**Exercise description:**
All that is wanted is a word-for-word copy of the data from its first line to the line containing "the identity provider.", both included.

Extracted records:
========================================================================
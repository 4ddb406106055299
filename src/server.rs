use crate::config::Config;
use crate::cookie::CookieJar;
use crate::errors::ProxyError;
use crate::forward::{forward_signed, forward_upstream, ForwardSigner, Upstream};
use crate::jwks::TokenVerifier;
use crate::metrics::{Measure, ProxyMetrics};
use crate::middleware::{Admission, Authentication, EntryPoint, HeadersInjector};
use crate::oidc::{discover, IdpClient, RefreshGroup, TokenGrant};
use crate::resource::ResourceTable;
use crate::route;
use crate::store::{create_store, SessionStore};
use crate::token::TokenCodec;
use actix_cors::Cors;
use actix_web::middleware::{Condition, Logger};
use actix_web::{web, App, HttpServer};
use std::sync::Arc;
use std::time::Duration;

/// Deadline on any single call against the identity provider.
const IDP_TIMEOUT: Duration = Duration::from_secs(10);

/// Upper bound on a buffered request body relayed upstream.
const MAX_UPSTREAM_BODY: usize = 16 * 1024 * 1024;

/// Everything a request needs, owned in one place and shared by reference.
pub struct Gatekeeper {
    pub config: Config,
    pub table: ResourceTable,
    pub access_codec: TokenCodec,
    pub refresh_codec: Option<TokenCodec>,
    pub jar: CookieJar,
    pub verifier: TokenVerifier,
    pub idp: Option<Arc<dyn TokenGrant>>,
    pub store: Option<Arc<dyn SessionStore>>,
    pub refreshes: RefreshGroup,
    pub upstream: Option<Upstream>,
    pub metrics: ProxyMetrics,
}

/// The proxy service itself.
pub struct ProxyServer {
    data: web::Data<Gatekeeper>,
    signer: Option<web::Data<ForwardSigner>>,
}

impl ProxyServer {
    /// Build the service from its configuration: compile the policy table,
    /// discover the identity provider and prime the signing keys.
    pub async fn new(config: Config) -> Result<ProxyServer, ProxyError> {
        ProxyServer::with_store(config, None).await
    }

    /// Like [`ProxyServer::new`] but with an externally provided session
    /// backend (redis, boltdb, ...) instead of the one named by `store_url`.
    pub async fn with_store(
        mut config: Config,
        session_store: Option<Arc<dyn SessionStore>>,
    ) -> Result<ProxyServer, ProxyError> {
        let table = config.validate()?;
        for resource in table.iter() {
            log::info!(
                "protecting resource uri: {} methods: {} roles: [{}] whitelisted: {}",
                resource.uri,
                resource.method_summary(),
                resource.roles.join(","),
                resource.whitelisted
            );
        }
        for (claim, pattern) in &config.match_claims {
            log::info!("token must contain claim: {} matching: {}", claim, pattern);
        }
        if config.enable_encrypted_token {
            log::info!("session access tokens will be encrypted");
        }

        let idp_http = reqwest::Client::builder()
            .timeout(IDP_TIMEOUT)
            .build()
            .map_err(|err| ProxyError::ConfigInvalid(err.to_string()))?;

        let (idp, verifier): (Option<Arc<dyn TokenGrant>>, TokenVerifier) = if config
            .skip_token_verification
        {
            log::warn!("TESTING ONLY CONFIG - the verification of tokens has been disabled");
            (None, TokenVerifier::skip_verification())
        } else {
            let discovery = discover(&idp_http, &config.discovery_url).await?;
            let verifier = TokenVerifier::jwks(
                idp_http.clone(),
                discovery.jwks_uri.clone(),
                discovery.issuer.clone(),
                config.client_id.clone(),
                config.skip_issuer_check,
                config.skip_client_id,
            );
            verifier.prime().await;
            let idp = IdpClient::new(
                idp_http.clone(),
                discovery,
                &config.client_id,
                &config.client_secret,
                &config.scopes,
            )?;
            (Some(Arc::new(idp)), verifier)
        };

        let access_codec = TokenCodec::new(&config.encryption_key, config.enable_encrypted_token)?;
        let refresh_codec = if config.enable_refresh_tokens {
            Some(TokenCodec::new(&config.encryption_key, true)?)
        } else {
            None
        };

        let store = match session_store {
            Some(store) => Some(store),
            None => create_store(&config.store_url)?,
        };
        let upstream = if config.enable_forwarding {
            None
        } else {
            log::info!("enabled reverse proxy mode, upstream url: {}", config.upstream_url);
            Some(Upstream::new(
                &config.upstream_url,
                config.upstream_timeout(),
                config.skip_upstream_tls_verify,
            )?)
        };

        let signer = if config.enable_forwarding {
            log::info!("enabled forward signing mode, listening on: {}", config.listen);
            let idp = idp.clone().ok_or_else(|| {
                ProxyError::ConfigInvalid(
                    "forward-signing mode requires an identity provider".to_string(),
                )
            })?;
            Some(web::Data::new(ForwardSigner::new(
                idp,
                config.upstream_timeout(),
                config.skip_upstream_tls_verify,
            )?))
        } else {
            None
        };

        let metrics =
            ProxyMetrics::new().map_err(|err| ProxyError::ConfigInvalid(err.to_string()))?;
        let jar = CookieJar::new(config.secure_cookies);

        let data = web::Data::new(Gatekeeper {
            table,
            access_codec,
            refresh_codec,
            jar,
            verifier,
            idp,
            store,
            refreshes: RefreshGroup::new(),
            upstream,
            metrics,
            config,
        });

        Ok(ProxyServer { data, signer })
    }

    /// Serve until shutdown; exits cleanly on SIGINT/SIGTERM with in-flight
    /// requests drained up to the configured timeout.
    pub async fn run(self) -> std::io::Result<()> {
        let listen = self.data.config.listen.clone();
        let shutdown = self.data.config.server_shutdown_timeout_secs;

        match self.signer {
            Some(signer) => {
                let enable_logging = self.data.config.enable_logging;
                HttpServer::new(move || {
                    App::new()
                        .app_data(signer.clone())
                        .app_data(web::PayloadConfig::new(MAX_UPSTREAM_BODY))
                        .wrap(Condition::new(enable_logging, Logger::default()))
                        .default_service(web::route().to(forward_signed))
                })
                .shutdown_timeout(shutdown)
                .bind(&listen)?
                .run()
                .await
            }
            None => {
                let data = self.data;
                HttpServer::new(move || reverse_proxy_app(data.clone()))
                    .shutdown_timeout(shutdown)
                    .bind(&listen)?
                    .run()
                    .await
            }
        }
    }
}

fn build_cors(config: &Config) -> Cors {
    let mut cors = Cors::default();
    for origin in &config.cors_origins {
        cors = cors.allowed_origin(origin);
    }
    if !config.cors_methods.is_empty() {
        cors = cors.allowed_methods(config.cors_methods.iter().map(String::as_str));
    }
    if !config.cors_headers.is_empty() {
        cors = cors.allowed_headers(config.cors_headers.iter().map(String::as_str));
    }
    if config.cors_credentials {
        cors = cors.supports_credentials();
    }
    if config.cors_max_age > 0 {
        cors = cors.max_age(config.cors_max_age as usize);
    }
    cors
}

/// Compose the reverse proxy application: the global chain wraps both the
/// OAuth handlers and the catch-all upstream forwarder; the OAuth base is
/// structurally never forwarded.
fn reverse_proxy_app(
    data: web::Data<Gatekeeper>,
) -> App<
    impl actix_web::dev::ServiceFactory<
        actix_web::dev::ServiceRequest,
        Config = (),
        Response = actix_web::dev::ServiceResponse<impl actix_web::body::MessageBody>,
        Error = actix_web::Error,
        InitError = (),
    >,
> {
    let config = &data.config;
    let cors_enabled = !config.cors_origins.is_empty();
    let cors = build_cors(config);
    let enable_logging = config.enable_logging;
    let oauth_base = config.oauth_uri.clone();

    App::new()
        .app_data(data.clone())
        .app_data(web::PayloadConfig::new(MAX_UPSTREAM_BODY))
        .wrap(HeadersInjector)
        .wrap(Admission)
        .wrap(Authentication)
        .wrap(Condition::new(cors_enabled, cors))
        .wrap(Condition::new(enable_logging, Logger::default()))
        .wrap(Measure)
        .wrap(EntryPoint)
        .service(web::scope(&oauth_base).configure(route::configure))
        .default_service(web::route().to(forward_upstream))
}
impl<S, B> Service<ServiceRequest> for AdmissionMiddleware<S>
where
    S: Service<ServiceRequest, Response = ServiceResponse<B>, Error = Error> + 'static,
    S::Future: 'static,
    B: 'static,
{
    type Response = ServiceResponse<EitherBody<B>>;
    type Error = Error;
    type Future = LocalBoxFuture<'static, Result<Self::Response, Self::Error>>;

    forward_ready!(service);

    fn call(&self, req: ServiceRequest) -> Self::Future {
        let service = Rc::clone(&self.service);
        Box::pin(async move {
            let Some(data) = gatekeeper(&req) else {
                return Ok(req
                    .into_response(HttpResponse::InternalServerError().finish())
                    .map_into_right_body());
            };

            let decision = {
                let extensions = req.extensions();
                let resource = extensions.get::<MatchedResource>();
                let user = extensions.get::<Rc<UserContext>>();
                match (resource, user) {
                    (None, _) => None,
                    (Some(resource), _) if resource.0.whitelisted => None,
                    (Some(resource), Some(user)) => Some(admit(user, &resource.0, &data)),
                    // A matched, unwhitelisted resource without an identity
                    // never passes; authentication should have caught it.
                    (Some(_), None) => Some(false),
                }
            };

            if decision == Some(false) {
                let accept = req
                    .headers()
                    .get(header::ACCEPT)
                    .and_then(|v| v.to_str().ok());
                let response = render(&ProxyError::Forbidden, accept);
                return Ok(req.into_response(response).map_into_right_body());
            }

            let res = service.call(req).await?;
            Ok(res.map_into_left_body())
        })
    }
}

// ---------------------------------------------------------------------------
// Header injection: scrub hop-by-hop headers and attach identity and static
// headers for the upstream.

pub struct HeadersInjector;

impl<S, B> Transform<S, ServiceRequest> for HeadersInjector
where
    S: Service<ServiceRequest, Response = ServiceResponse<B>, Error = Error> + 'static,
    S::Future: 'static,
    B: 'static,
{
    type Response = ServiceResponse<B>;
    type Error = Error;
    type InitError = ();
    type Transform = HeadersInjectorMiddleware<S>;
    type Future = Ready<Result<Self::Transform, Self::InitError>>;

    fn new_transform(&self, service: S) -> Self::Future {
        ready(Ok(HeadersInjectorMiddleware {
            service: Rc::new(service),
        }))
    }
}

pub struct HeadersInjectorMiddleware<S> {
    service: Rc<S>,
}

/// `given_name` -> `X-Auth-Given-Name`.
pub(crate) fn claim_header_name(claim: &str) -> String {
    let kebab: Vec<String> = claim
        .split(|c| c == '_' || c == '-')
        .filter(|part| !part.is_empty())
        .map(|part| {
            let mut chars = part.chars();
            match chars.next() {
                Some(first) => first.to_uppercase().collect::<String>() + chars.as_str(),
                None => String::new(),
            }
        })
        .collect();
    format!("X-Auth-{}", kebab.join("-"))
}

fn insert_header(req: &mut ServiceRequest, name: &str, value: &str) {
    let Ok(header_name) = HeaderName::try_from(name.to_ascii_lowercase()) else {
        log::warn!("dropping invalid upstream header name {}", name);
        return;
    };
    match HeaderValue::from_str(value) {
        Ok(header_value) => {
            req.headers_mut().insert(header_name, header_value);
        }
        Err(_) => log::warn!("dropping upstream header {} with invalid value", name),
    }
}

impl<S, B> Service<ServiceRequest> for HeadersInjectorMiddleware<S>
where
    S: Service<ServiceRequest, Response = ServiceResponse<B>, Error = Error> + 'static,
    S::Future: 'static,
    B: 'static,
{
    type Response = ServiceResponse<B>;
    type Error = Error;
    type Future = LocalBoxFuture<'static, Result<Self::Response, Self::Error>>;

    forward_ready!(service);

    fn call(&self, mut req: ServiceRequest) -> Self::Future {
        let service = Rc::clone(&self.service);
        Box::pin(async move {
            let Some(data) = gatekeeper(&req) else {
                return service.call(req).await;
            };
            if is_oauth_path(&req, &data) {
                return service.call(req).await;
            }

            for name in HOP_BY_HOP_HEADERS {
                req.headers_mut().remove(name);
            }

            let user = req.extensions().get::<Rc<UserContext>>().cloned();
            if let Some(user) = user {
                insert_header(&mut req, "X-Auth-Subject", &user.id);
                insert_header(&mut req, "X-Auth-Userid", &user.preferred_name);
                insert_header(&mut req, "X-Auth-Email", &user.email);
                insert_header(&mut req, "X-Auth-Username", &user.preferred_name);
                insert_header(&mut req, "X-Auth-ExpiresIn", &user.expires_in().to_string());
                insert_header(&mut req, "X-Auth-Roles", &user.roles_joined());
                insert_header(&mut req, "X-Auth-Audience", &user.audience.join(","));
                if data.config.enable_token_header {
                    insert_header(&mut req, "X-Auth-Token", &user.raw_token);
                }
                if data.config.enable_authorization_header {
                    insert_header(
                        &mut req,
                        "Authorization",
                        &format!("Bearer {}", user.raw_token),
                    );
                }
                for claim in &data.config.add_claims {
                    let values = user.claim_values(claim);
                    if !values.is_empty() {
                        insert_header(&mut req, &claim_header_name(claim), &values.join(","));
                    }
                }
            }

            for (name, value) in &data.config.headers {
                insert_header(&mut req, name, value);
            }
            let custom = req
                .extensions()
                .get::<MatchedResource>()
                .map(|m| m.0.custom_headers.clone());
            if let Some(custom) = custom {
                for (name, value) in custom {
                    insert_header(&mut req, &name, &value);
                }
            }

            service.call(req).await
        })
    }
}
========================================================================
**Result for this exercise:**
repository 4ddb406106055299
filename src/server.rs
use crate::config::Config;
use crate::cookie::CookieJar;
use crate::errors::ProxyError;
use crate::forward::{forward_signed, forward_upstream, ForwardSigner, Upstream};
use crate::jwks::TokenVerifier;
use crate::metrics::{Measure, ProxyMetrics};
use crate::middleware::{Admission, Authentication, EntryPoint, HeadersInjector};
use crate::oidc::{discover, IdpClient, RefreshGroup, TokenGrant};
use crate::resource::ResourceTable;
use crate::route;
use crate::store::{create_store, SessionStore};
use crate::token::TokenCodec;
use actix_cors::Cors;
use actix_web::middleware::{Condition, Logger};
use actix_web::{web, App, HttpServer};
use std::sync::Arc;
use std::time::Duration;

/// Deadline on any single call against the identity provider.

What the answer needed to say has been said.